136: Rhymes, Spells and Catechisms: Part IIIb: Specific Demiurges and Archangels (Waxing Arc)

A Song for the Smith:

Is Gil Smith within?

Aye, though He be not thin!

Well, can He set a shoe?

Aye, marry, even two!

Here’s a nail, there’s a nail;

Tick, tack! Never fail!

An alternative last couplet might read: “Here and here and here’s a nail / Tick, tack, toe! Never fail!” both as a pun on toes and nails, and also as a reference to the three-by-three “Tick-tack-toe” magic square of Saturn, who was the interregnal planet of the Smith, before the restoration of Bacchus (in Sagittarius) allowed Jupiter to return to His proper place in the Smith’s sign of Aquarius. (See The Restored Primordial Pattern: The Original Zodiac and the Planetary Double Helix.)

Another song for the Smith, celebrating His journey down from the Mid-Summer to Yule, passing through the Early-Fall Realm of Gifts (Cathedral-Town) on the way:

I came down from Braembaeli Hill,

Down for the Guild of Gabriel.

As I passed through Cathedral Town,

I found a Mantle, found a Crown,

Found a Cord with nine bronze bells,

Found My Hammer and six-penny nails.

Up MhAT! Down TONh! [or Up Mike! Down K’eak!]

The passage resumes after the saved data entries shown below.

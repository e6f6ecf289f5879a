//! Catalog IO: raw CSV in, processed (normalized + embedded) JSON in and out.

use crate::error::CatalogError;
use crate::models::{Catalog, CatalogSide};
use crate::normalizer;
use std::fs::File;
use std::io::{BufReader, BufWriter, Read};
use std::path::Path;
use tracing::{info, warn};

/// Reads a catalog CSV, normalizing the values of `name_column`.
///
/// Fails before any row is read when the column is absent. Rows with a blank
/// name are skipped.
pub fn read_csv(
    path: &Path,
    name_column: &str,
    side: CatalogSide,
) -> Result<Catalog, CatalogError> {
    let file = File::open(path)?;
    let catalog = read_csv_from(file, &path.display().to_string(), name_column, side)?;
    info!(
        "loaded {} {} records from {}",
        catalog.len(),
        side,
        path.display()
    );
    Ok(catalog)
}

pub fn read_csv_from<R: Read>(
    input: R,
    source: &str,
    name_column: &str,
    side: CatalogSide,
) -> Result<Catalog, CatalogError> {
    let csv_err = |source_err: csv::Error| CatalogError::Csv {
        path: source.into(),
        source: source_err,
    };
    let mut reader = csv::ReaderBuilder::new().flexible(true).from_reader(input);
    let headers = reader.headers().map_err(csv_err)?.clone();
    let column = headers
        .iter()
        .position(|h| h.trim() == name_column)
        .ok_or_else(|| CatalogError::SchemaMismatch {
            path: source.to_string(),
            column: name_column.to_string(),
            found: headers.iter().collect::<Vec<_>>().join(", "),
        })?;

    let mut records = Vec::new();
    for (idx, row) in reader.records().enumerate() {
        let row = row.map_err(csv_err)?;
        let name = row.get(column).unwrap_or_default().trim();
        if name.is_empty() {
            warn!("{}: skipping row {} with blank `{}`", source, idx + 1, name_column);
            continue;
        }
        records.push(normalizer::normalize(name));
    }
    Ok(Catalog::new(side, records))
}

pub fn save_processed(path: &Path, catalog: &Catalog) -> Result<(), CatalogError> {
    if let Some(parent) = path.parent() {
        std::fs::create_dir_all(parent)?;
    }
    let writer = BufWriter::new(File::create(path)?);
    serde_json::to_writer_pretty(writer, catalog).map_err(|source| CatalogError::Json {
        path: path.to_path_buf(),
        source,
    })
}

pub fn load_processed(path: &Path) -> Result<Catalog, CatalogError> {
    let reader = BufReader::new(File::open(path)?);
    serde_json::from_reader(reader).map_err(|source| CatalogError::Json {
        path: path.to_path_buf(),
        source,
    })
}

/// Checks every embedding in both catalogs has the same length.
///
/// Returns that length, or `None` when nothing is embedded.
pub fn validate_dimensions(
    external: &Catalog,
    internal: &Catalog,
) -> Result<Option<usize>, CatalogError> {
    let mut expected: Option<usize> = None;
    for record in external.records().iter().chain(internal.records()) {
        let Some(vector) = record.embedding.as_ref() else {
            continue;
        };
        match expected {
            None => expected = Some(vector.len()),
            Some(dim) if dim != vector.len() => {
                return Err(CatalogError::DimensionMismatch {
                    name: record.original_name.clone(),
                    expected: dim,
                    found: vector.len(),
                });
            }
            Some(_) => {}
        }
    }
    Ok(expected)
}
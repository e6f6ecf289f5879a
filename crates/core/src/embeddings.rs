use crate::models::{Catalog, ProductRecord};
use providers::{EmbeddingProvider, ProviderError, RetryPolicy};
use tracing::{debug, info, warn};

/// Embeds `texts` in chunks of at most `batch_size`, one provider call per chunk.
///
/// Output order matches input order. A chunk whose response length differs
/// from its input length is an invalid response.
pub async fn embed_batched(
    provider: &dyn EmbeddingProvider,
    texts: &[String],
    batch_size: usize,
    retry: &RetryPolicy,
) -> Result<Vec<Vec<f32>>, ProviderError> {
    let batch_size = batch_size.max(1);
    let mut vectors = Vec::with_capacity(texts.len());
    for (n, batch) in texts.chunks(batch_size).enumerate() {
        let resp = retry
            .run("embedding batch", || provider.embed(batch))
            .await?;
        if resp.vectors.len() != batch.len() {
            return Err(ProviderError::InvalidResponse(format!(
                "{} embeddings returned for {} inputs",
                resp.vectors.len(),
                batch.len()
            )));
        }
        debug!("embedded batch {} ({} names)", n + 1, batch.len());
        vectors.extend(resp.vectors);
    }
    Ok(vectors)
}

/// Attaches an embedding to every record with a non-blank cleaned name.
///
/// Records with a blank cleaned name are passed through without a vector and
/// never reach the provider.
pub async fn embed_catalog(
    catalog: Catalog,
    provider: &dyn EmbeddingProvider,
    batch_size: usize,
    retry: &RetryPolicy,
) -> Result<Catalog, ProviderError> {
    let side = catalog.side;
    let records = catalog.into_records();
    let texts: Vec<String> = records
        .iter()
        .filter(|r| !r.cleaned_name.trim().is_empty())
        .map(|r| r.cleaned_name.clone())
        .collect();
    let skipped = records.len() - texts.len();
    if skipped > 0 {
        warn!("{} {} records have no cleaned name; not embedded", skipped, side);
    }

    let mut vectors = embed_batched(provider, &texts, batch_size, retry)
        .await?
        .into_iter();
    let records: Vec<ProductRecord> = records
        .into_iter()
        .map(|r| {
            if r.cleaned_name.trim().is_empty() {
                return r;
            }
            match vectors.next() {
                Some(v) => r.with_embedding(v),
                None => r,
            }
        })
        .collect();

    let catalog = Catalog::new(side, records);
    info!(
        "embedded {}/{} {} records",
        catalog.embedded_count(),
        catalog.len(),
        side
    );
    Ok(catalog)
}
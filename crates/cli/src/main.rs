use anyhow::Result;
use clap::{Parser, Subcommand};
use cli::output;
use reconciler_core::accuracy;
use reconciler_core::config;
use reconciler_core::config::AppConfig;
use reconciler_core::pipeline::{self, PipelineInputs, PipelineMode};
use std::path::{Path, PathBuf};
use tracing::debug;
use tracing_subscriber::EnvFilter;

#[tokio::main]
async fn main() -> Result<()> {
    let _ = dotenvy::dotenv();
    tracing_subscriber::fmt()
        .with_env_filter(EnvFilter::try_from_default_env().unwrap_or_else(|_| EnvFilter::new("info")))
        .init();

    let cli = Cli::parse();
    let cfg = config::load(cli.config.as_deref())?;
    debug!("config: {:?}", cfg);

    match cli.command {
        Commands::Preprocess {
            external,
            internal,
            json,
        } => {
            let inputs = PipelineInputs { external, internal };
            run_pipeline(&cfg, PipelineMode::Preprocess, &inputs, json).await
        }
        Commands::Match {
            external,
            internal,
            json,
        } => {
            let dir = Path::new(&cfg.output.dir);
            let inputs = PipelineInputs {
                external: external.unwrap_or_else(|| dir.join(pipeline::EXTERNAL_PROCESSED)),
                internal: internal.unwrap_or_else(|| dir.join(pipeline::INTERNAL_PROCESSED)),
            };
            run_pipeline(&cfg, PipelineMode::Match, &inputs, json).await
        }
        Commands::Run {
            external,
            internal,
            json,
        } => {
            let inputs = PipelineInputs { external, internal };
            run_pipeline(&cfg, PipelineMode::All, &inputs, json).await
        }
        Commands::Results { run_id, json } => run_results(&cfg, run_id, json).await,
        Commands::Accuracy {
            produced,
            expected,
            threshold,
            json,
        } => {
            let produced = produced
                .unwrap_or_else(|| Path::new(&cfg.output.dir).join(pipeline::RESULTS_FILE));
            run_accuracy(&produced, &expected, threshold, json)
        }
    }
}

#[derive(Parser)]
#[command(name = "reconcile")]
#[command(about = "Match an external product catalog against an internal one", long_about = None)]
struct Cli {
    /// Path to config TOML
    #[arg(short, long)]
    config: Option<String>,

    #[command(subcommand)]
    command: Commands,
}

#[derive(Subcommand)]
enum Commands {
    /// Normalize and embed both catalogs, writing processed JSON to the output dir
    Preprocess {
        /// External catalog CSV
        external: PathBuf,
        /// Internal catalog CSV
        internal: PathBuf,
        /// Output JSON summary
        #[arg(long)]
        json: bool,
    },
    /// Match previously processed catalogs and record the run
    Match {
        /// Processed external catalog (defaults to the output dir)
        #[arg(long)]
        external: Option<PathBuf>,
        /// Processed internal catalog (defaults to the output dir)
        #[arg(long)]
        internal: Option<PathBuf>,
        /// Output JSON summary
        #[arg(long)]
        json: bool,
    },
    /// Preprocess and match in one go
    Run {
        /// External catalog CSV
        external: PathBuf,
        /// Internal catalog CSV
        internal: PathBuf,
        /// Output JSON summary
        #[arg(long)]
        json: bool,
    },
    /// Show the rows of a recorded run
    Results {
        /// Run to show; latest when omitted
        #[arg(long)]
        run_id: Option<i64>,
        /// Output JSON
        #[arg(long)]
        json: bool,
    },
    /// Score a results file against a ground-truth mapping
    Accuracy {
        /// Ground-truth CSV (external, internal)
        expected: PathBuf,
        /// Results CSV (defaults to the latest results in the output dir)
        #[arg(long)]
        produced: Option<PathBuf>,
        /// Minimum fuzzy ratio (0-100) for a column to count as equal
        #[arg(long, default_value_t = accuracy::DEFAULT_THRESHOLD)]
        threshold: f64,
        /// Output JSON
        #[arg(long)]
        json: bool,
    },
}

async fn run_pipeline(
    cfg: &AppConfig,
    mode: PipelineMode,
    inputs: &PipelineInputs,
    json: bool,
) -> Result<()> {
    let mode_label = match mode {
        PipelineMode::Preprocess => "preprocess",
        PipelineMode::Match => "match",
        PipelineMode::All => "run",
    };
    let registry = pipeline::build_registry(cfg);
    let summary = pipeline::run_with_mode_summary(cfg, mode, inputs, &registry).await?;
    if json {
        println!(
            "{}",
            serde_json::to_string_pretty(&output::summary_json(mode_label, &summary))?
        );
    } else {
        println!("{}", output::summary_line(mode_label, &summary));
    }
    Ok(())
}

async fn run_results(cfg: &AppConfig, run_id: Option<i64>, json: bool) -> Result<()> {
    let Some((run, rows)) = pipeline::load_results(cfg, run_id).await? else {
        match run_id {
            Some(id) => anyhow::bail!("run {} not found", id),
            None => anyhow::bail!("no recorded runs; run `reconcile match` first"),
        }
    };
    if json {
        let value = serde_json::json!({ "run": run, "results": rows });
        println!("{}", serde_json::to_string_pretty(&value)?);
    } else {
        print!("{}", output::results_table(&run, &rows));
    }
    Ok(())
}

fn run_accuracy(produced: &Path, expected: &Path, threshold: f64, json: bool) -> Result<()> {
    let report = accuracy::check_files(produced, expected, threshold)?;
    if json {
        println!("{}", serde_json::to_string_pretty(&report)?);
    } else {
        print!("{}", output::accuracy_text(&report));
    }
    Ok(())
}
//! Output formatting shared by the `reconcile` binary and its tests.
pub mod output;
//! Provider abstractions for embeddings and chat-style LLMs.

use serde::{Deserialize, Serialize};
use std::collections::HashMap;
use std::sync::Arc;
use thiserror::Error;

pub mod openai;
pub mod retry;

pub use retry::RetryPolicy;

#[derive(Debug, Error)]
pub enum ProviderError {
    #[error("request failed: {0}")]
    RequestFailed(String),
    #[error("status {status}: {body}")]
    Status { status: u16, body: String },
    #[error("invalid response: {0}")]
    InvalidResponse(String),
    #[error("unknown provider: {0}")]
    UnknownProvider(String),
    #[error("{label} failed after {attempts} attempts: {source}")]
    RetriesExhausted {
        label: String,
        attempts: usize,
        #[source]
        source: Box<ProviderError>,
    },
}

impl ProviderError {
    /// Transport errors, rate limiting and server-side failures are worth retrying.
    pub fn is_transient(&self) -> bool {
        match self {
            ProviderError::RequestFailed(_) => true,
            ProviderError::Status { status, .. } => *status == 429 || *status >= 500,
            _ => false,
        }
    }
}

#[derive(Debug, Clone, Serialize, Deserialize)]
pub struct EmbedResponse {
    pub vectors: Vec<Vec<f32>>,
}

#[derive(Debug, Clone, Serialize, Deserialize)]
pub struct CompletionResponse {
    pub content: String,
}

#[async_trait::async_trait]
pub trait EmbeddingProvider: Send + Sync {
    /// Embeds `texts` and returns one vector per input, in input order.
    async fn embed(&self, texts: &[String]) -> Result<EmbedResponse, ProviderError>;
}

#[async_trait::async_trait]
pub trait LlmProvider: Send + Sync {
    async fn complete(&self, prompt: &str) -> Result<CompletionResponse, ProviderError>;
}

#[derive(Default, Clone)]
pub struct ProviderRegistry {
    embeddings: HashMap<String, Arc<dyn EmbeddingProvider>>,
    llms: HashMap<String, Arc<dyn LlmProvider>>,
    pub preferred_embedding: Option<String>,
    pub preferred_llm: Option<String>,
}

impl ProviderRegistry {
    pub fn new() -> Self {
        Self::default()
    }

    pub fn with_embedding(mut self, name: &str, provider: Arc<dyn EmbeddingProvider>) -> Self {
        self.embeddings.insert(name.to_string(), provider);
        self
    }

    pub fn with_llm(mut self, name: &str, provider: Arc<dyn LlmProvider>) -> Self {
        self.llms.insert(name.to_string(), provider);
        self
    }

    pub fn set_preferred_embedding(mut self, name: &str) -> Self {
        self.preferred_embedding = Some(name.to_string());
        self
    }

    pub fn set_preferred_llm(mut self, name: &str) -> Self {
        self.preferred_llm = Some(name.to_string());
        self
    }

    pub fn embedding(
        &self,
        name: Option<&str>,
    ) -> Result<Arc<dyn EmbeddingProvider>, ProviderError> {
        let key = name
            .map(str::to_string)
            .or_else(|| self.preferred_embedding.clone())
            .ok_or_else(|| {
                ProviderError::UnknownProvider("no embedding provider configured".into())
            })?;
        self.embeddings
            .get(&key)
            .cloned()
            .ok_or_else(|| ProviderError::UnknownProvider(key))
    }

    pub fn llm(&self, name: Option<&str>) -> Result<Arc<dyn LlmProvider>, ProviderError> {
        let key = name
            .map(str::to_string)
            .or_else(|| self.preferred_llm.clone())
            .ok_or_else(|| ProviderError::UnknownProvider("no llm provider configured".into()))?;
        self.llms
            .get(&key)
            .cloned()
            .ok_or_else(|| ProviderError::UnknownProvider(key))
    }
}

Blow the Bellows, Old Man!

(The four Gifts He describes are the first, fourth, seventh, and tenth Gift-Feasts in the Converse Calendar. His own gift is the last, the Hammer, completing a grand cross of the Fixed Signs: Taurus’ Mantle, Leo’s Crown, Scorpio’s Cord, and Aquarius’ Hammer. “Mhat” and “Tonh” are names for the Taurus Diviner and Scorpio Fowler; “Mike” is Leo’s Creator and “K’eak” is Capricorn’s Mason, completing the downward passage of the Sun; Aquarius’ “George” or “Gil” may be substituted for “K’eak” to retain the Fixed Cross pattern.)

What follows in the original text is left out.